The facility consists of three naval nuclear reactor prototype plants, the Expended Core Facility, and various support buildings. The submarine thermal reactor prototype was constructed in 1951 and shut down in 1989; the large ship reactor prototype was constructed in 1958 and shut down in 1994; and the submarine reactor plant prototype was constructed in 1965 and shut down in 1995. The prototypes were used to train sailors for the nuclear navy and for research and development purposes. The Expended Core Facility, which receives, inspects, and conducts research on naval nuclear fuel, was constructed in 1958 and is still operational.
The initial power run of the prototype reactor (S1W) for the first nuclear submarine, the Nautilus, was conducted at the INEEL in 1953. The A1W prototype facility consists of a dual-pressurized water reactor plant within a portion of the steel hull designed to replicate the aircraft carrier Enterprise. This facility began operations in 1958 and was the first designed to have two reactors providing power to the propeller shaft of one ship. The S5G reactor is a prototype pressurized water reactor that operates in either a forced or natural circulation flow mode. Coolant flow through the reactor is caused by thermal circulation rather than pumps. The S5G prototype plant was installed in an actual submarine hull section capable of simulating the rolling motions of a ship at sea. The unique contributions of these three reactor prototypes to the development of the United States Nuclear Navy make them potentially eligible for nomination to the National Register of Historic Places.
The Test Reactor Area (TRA) occupies 102 acres in the southwest portion of the INEL. The TRA was established in the early 1950s with the development of the Materials Test Reactor. Two other major reactors were subsequently built at the TRA: the Engineering Test Reactor and the Advanced Test Reactor. The Engineering Test Reactor has been inactive since January 1982. The Materials Test Reactor was shut down in 1970, and the building is now used for offices, storage, and experimental test areas. The major program at the TRA is now the Advanced Test Reactor. Since the Advanced Test Reactor achieved criticality in 1967, it's been used almost exclusively by the Department of Energy's Naval Reactors Program. After almost 30 years of operation, this reactor is still considered a premier test facility. And it's projected to remain a major facility for research, radiation testing, and isotope production into the next century.
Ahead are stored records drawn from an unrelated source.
//! Rotation logic: stats replay, participant selection, pairing, scoring, round workflow.

mod assigner;
mod editing;
mod pairing;
mod roster_csv;
mod scoring;
mod selection;
mod stats;
mod workflow;

pub use assigner::{generate_round, validate_roster, CourtAssigner};
pub use editing::swap_players;
pub use pairing::{pair_court, split_penalty};
pub use roster_csv::{export_roster_csv, export_rounds_csv, import_roster_csv};
pub use scoring::{score_breakdown, score_candidate, ScoreBreakdown};
pub use selection::{priority_order, select_participants, Selection};
pub use stats::compute_stats;
pub use workflow::{
    confirm_round, discard_pending, propose_round, rollback_last_round, swap_in_pending,
};
//! Practice: one session's roster, court count and round history.

use crate::config::{EngineConfig, MAX_COURTS};
use crate::logic::compute_stats;
use crate::models::error::RotationError;
use crate::models::player::{ActivePlayer, Member, PlayerId, PlayerStats};
use crate::models::round::Round;
use chrono::{DateTime, Utc};
use serde::{Deserialize, Serialize};
use std::collections::HashMap;
use uuid::Uuid;

/// Unique identifier for a practice.
pub type PracticeId = Uuid;

/// Full practice state: members, confirmed rounds and the round currently proposed.
#[derive(Clone, Debug, Serialize, Deserialize)]
pub struct Practice {
    pub id: PracticeId,
    pub created_at: DateTime<Utc>,
    /// Everyone on the roster, active or not, in sign-up order.
    pub members: Vec<Member>,
    pub courts: u32,
    /// Confirmed rounds, oldest first.
    pub rounds: Vec<Round>,
    /// Proposed round awaiting confirmation.
    pub pending: Option<Round>,
    pub config: EngineConfig,
    next_player_id: PlayerId,
}

impl Practice {
    /// New practice with no members and the default engine config.
    pub fn new(courts: u32) -> Self {
        Self::with_config(courts, EngineConfig::default())
    }

    pub fn with_config(courts: u32, config: EngineConfig) -> Self {
        Self {
            id: Uuid::new_v4(),
            created_at: Utc::now(),
            members: Vec::new(),
            courts,
            rounds: Vec::new(),
            pending: None,
            config,
            next_player_id: 1,
        }
    }

    pub fn member(&self, id: PlayerId) -> Option<&Member> {
        self.members.iter().find(|m| m.id == id)
    }

    fn member_mut(&mut self, id: PlayerId) -> Result<&mut Member, RotationError> {
        self.members
            .iter_mut()
            .find(|m| m.id == id)
            .ok_or(RotationError::PlayerNotFound(id))
    }

    /// Add an active member. Names are trimmed and must be unique (case-insensitive).
    pub fn add_member(&mut self, name: &str) -> Result<PlayerId, RotationError> {
        let name = name.trim();
        if name.is_empty() {
            return Err(RotationError::EmptyMemberName);
        }
        if self.members.iter().any(|m| m.name.eq_ignore_ascii_case(name)) {
            return Err(RotationError::DuplicateMemberName(name.to_string()));
        }
        let id = self.next_player_id;
        self.next_player_id += 1;
        let sequence_number = self.members.iter().map(|m| m.sequence_number).max().unwrap_or(0) + 1;
        self.members.push(Member::new(id, sequence_number, name));
        Ok(id)
    }

    /// Include or exclude a member from future rounds. History is kept either way.
    pub fn set_member_active(&mut self, id: PlayerId, active: bool) -> Result<(), RotationError> {
        self.member_mut(id)?.active = active;
        Ok(())
    }

    /// Remove a member who has never appeared in a confirmed round.
    pub fn remove_member(&mut self, id: PlayerId) -> Result<(), RotationError> {
        let idx = self
            .members
            .iter()
            .position(|m| m.id == id)
            .ok_or(RotationError::PlayerNotFound(id))?;
        if self.rounds.iter().any(|r| r.player_ids().contains(&id)) {
            return Err(RotationError::MemberHasHistory(id));
        }
        self.members.remove(idx);
        Ok(())
    }

    /// Set the number of courts; rejects negative counts and counts above `MAX_COURTS`.
    pub fn set_courts(&mut self, courts: i64) -> Result<(), RotationError> {
        if !(0..=MAX_COURTS).contains(&courts) {
            return Err(RotationError::InvalidCourtCount(courts));
        }
        self.courts = courts as u32;
        Ok(())
    }

    /// Active members as round-generator roster entries.
    pub fn active_players(&self) -> Vec<ActivePlayer> {
        self.members
            .iter()
            .filter(|m| m.active)
            .map(Member::as_active_player)
            .collect()
    }

    /// Stats of every member over the confirmed rounds.
    pub fn stats(&self) -> HashMap<PlayerId, PlayerStats> {
        let ids: Vec<PlayerId> = self.members.iter().map(|m| m.id).collect();
        compute_stats(&ids, &self.rounds, self.config.history_window)
    }

    /// Number the next round will get.
    pub fn next_round_no(&self) -> u32 {
        self.rounds.len() as u32 + 1
    }
}
//! Data structures for practice rotation: players, stats, rounds, practice state.

mod error;
mod player;
mod practice;
mod round;

pub use error::RotationError;
pub use player::{ActivePlayer, Member, PlayerId, PlayerStats};
pub use practice::{Practice, PracticeId};
pub use round::{CourtMatch, Pair, Round, RoundAssignment};
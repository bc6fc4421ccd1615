//! Doubles practice court rotation: library with models and round-generation logic.
//!
//! The engine is pure: it takes a roster snapshot, the confirmed round history and a court
//! count, and proposes one round. Storage and presentation belong to the caller.

pub mod config;
pub mod logic;
pub mod models;

pub use config::{EngineConfig, ScoreWeights};
pub use logic::{
    compute_stats, confirm_round, discard_pending, export_roster_csv, export_rounds_csv,
    generate_round, import_roster_csv, pair_court, propose_round, rollback_last_round,
    score_candidate, select_participants, swap_in_pending, swap_players, CourtAssigner,
};
pub use models::{
    ActivePlayer, CourtMatch, Member, Pair, PlayerId, PlayerStats, Practice, PracticeId, Round,
    RoundAssignment, RotationError,
};
//! CourtMatch, Round and RoundAssignment.

use crate::models::player::PlayerId;
use chrono::{DateTime, Utc};
use serde::{Deserialize, Serialize};

/// Two teammates on one side of a court.
pub type Pair = [PlayerId; 2];

/// One doubles match: two pairs on a numbered court.
#[derive(Clone, Copy, Debug, Eq, PartialEq, Serialize, Deserialize)]
pub struct CourtMatch {
    /// 1-based court number.
    pub court_no: u32,
    pub pair_a: Pair,
    pub pair_b: Pair,
}

impl CourtMatch {
    pub fn new(court_no: u32, pair_a: Pair, pair_b: Pair) -> Self {
        Self {
            court_no,
            pair_a,
            pair_b,
        }
    }

    /// All four players on this court.
    pub fn players(&self) -> [PlayerId; 4] {
        [self.pair_a[0], self.pair_a[1], self.pair_b[0], self.pair_b[1]]
    }

    pub fn contains(&self, id: PlayerId) -> bool {
        self.players().contains(&id)
    }

    /// Teammate and the two opponents of `id`, if `id` is on this court.
    pub fn partner_and_opponents(&self, id: PlayerId) -> Option<(PlayerId, Pair)> {
        let [a0, a1] = self.pair_a;
        let [b0, b1] = self.pair_b;
        if id == a0 {
            Some((a1, self.pair_b))
        } else if id == a1 {
            Some((a0, self.pair_b))
        } else if id == b0 {
            Some((b1, self.pair_a))
        } else if id == b1 {
            Some((b0, self.pair_a))
        } else {
            None
        }
    }
}

/// A committed (or proposed) round: court assignments plus the players resting.
#[derive(Clone, Debug, PartialEq, Serialize, Deserialize)]
pub struct Round {
    pub round_no: u32,
    pub courts: Vec<CourtMatch>,
    pub rests: Vec<PlayerId>,
    /// Set when the practice confirms the round; the generator ignores it.
    #[serde(default)]
    pub confirmed_at: Option<DateTime<Utc>>,
}

impl Round {
    pub fn new(round_no: u32, courts: Vec<CourtMatch>, rests: Vec<PlayerId>) -> Self {
        Self {
            round_no,
            courts,
            rests,
            confirmed_at: None,
        }
    }

    /// Every player in the round: court players in court order, then rests.
    pub fn player_ids(&self) -> Vec<PlayerId> {
        self.courts
            .iter()
            .flat_map(|c| c.players())
            .chain(self.rests.iter().copied())
            .collect()
    }

    pub fn is_playing(&self, id: PlayerId) -> bool {
        self.courts.iter().any(|c| c.contains(id))
    }
}

/// Candidate produced by the generator: not yet a numbered round.
#[derive(Clone, Debug, PartialEq, Serialize, Deserialize)]
pub struct RoundAssignment {
    pub courts: Vec<CourtMatch>,
    pub rests: Vec<PlayerId>,
    /// Fairness penalty of this candidate (lower is better).
    pub score: f64,
}

impl RoundAssignment {
    /// Turn the candidate into a round with the given number.
    pub fn into_round(self, round_no: u32) -> Round {
        Round::new(round_no, self.courts, self.rests)
    }
}
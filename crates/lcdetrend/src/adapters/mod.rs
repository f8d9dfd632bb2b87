//! Layer 6: Adapters
//!
//! # Purpose
//!
//! This layer turns the engine into the detrending modes callers choose:
//!
//! - **Segmented**: Split on observing gaps, smooth each long-enough segment
//!   with a window of a fixed number of points.
//! - **Full**: One smoothing pass over the whole light curve with a fixed
//!   fraction.
//!
//! # Architecture
//!
//! ```text
//! Layer 8: Pipeline
//!   ↓
//! Layer 7: API
//!   ↓
//! Layer 6: Adapters ← You are here
//!   ↓
//! Layer 5: Engine
//!   ↓
//! Layer 4: Evaluation
//!   ↓
//! Layer 3: Algorithms
//!   ↓
//! Layer 2: Math
//!   ↓
//! Layer 1: Primitives
//! ```

/// Gap-aware per-segment detrending.
pub mod segmented;

/// Whole-curve detrending.
pub mod full;

/// Parameters configured on a builder, in order, and the first one set twice.
#[derive(Debug, Clone, Default, PartialEq, Eq)]
pub(crate) struct ParamLog {
    configured: Vec<&'static str>,
    duplicate: Option<&'static str>,
}

impl ParamLog {
    pub(crate) fn record(&mut self, name: &'static str) {
        if self.configured.contains(&name) {
            self.duplicate.get_or_insert(name);
        } else {
            self.configured.push(name);
        }
    }

    pub(crate) fn duplicate(&self) -> Option<&'static str> {
        self.duplicate
    }
}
With the demise of the commercial nuclear industry in the 1970's, Naval nuclear suppliers have had virtually no other work to help absorb overhead and sustain a solid business base from which to compete for Naval nuclear work. The result has been reduced competition and higher costs. Requirements for naval nuclear propulsion plant components are far more stringent than needed for civilian products. Costly quality control and work production procedures to meet nuclear requirements generally prevent these firms from competing successfully with firms geared for less sophisticated civilian work. There is no civilian demand for quiet, compact, shock-resistent nuclear propulsion systems which would keep skilled designers and production workers current. This is a distinct difference from the aerospace, electronics, and ground vehicle industries from which DOD buys many of its weapon systems.
In the 1970's, Government restructuring moved the Naval Nuclear Propulsion Program from the AEC (which was disestablished) to what became the Department of Energy. During this transition, the Program retained its dual agency responsibility. Although the Naval Nuclear Propulsion Program has grown in size and scope over the years its basic organization, responsibilities, and technical discipline have remained much as when it was first established.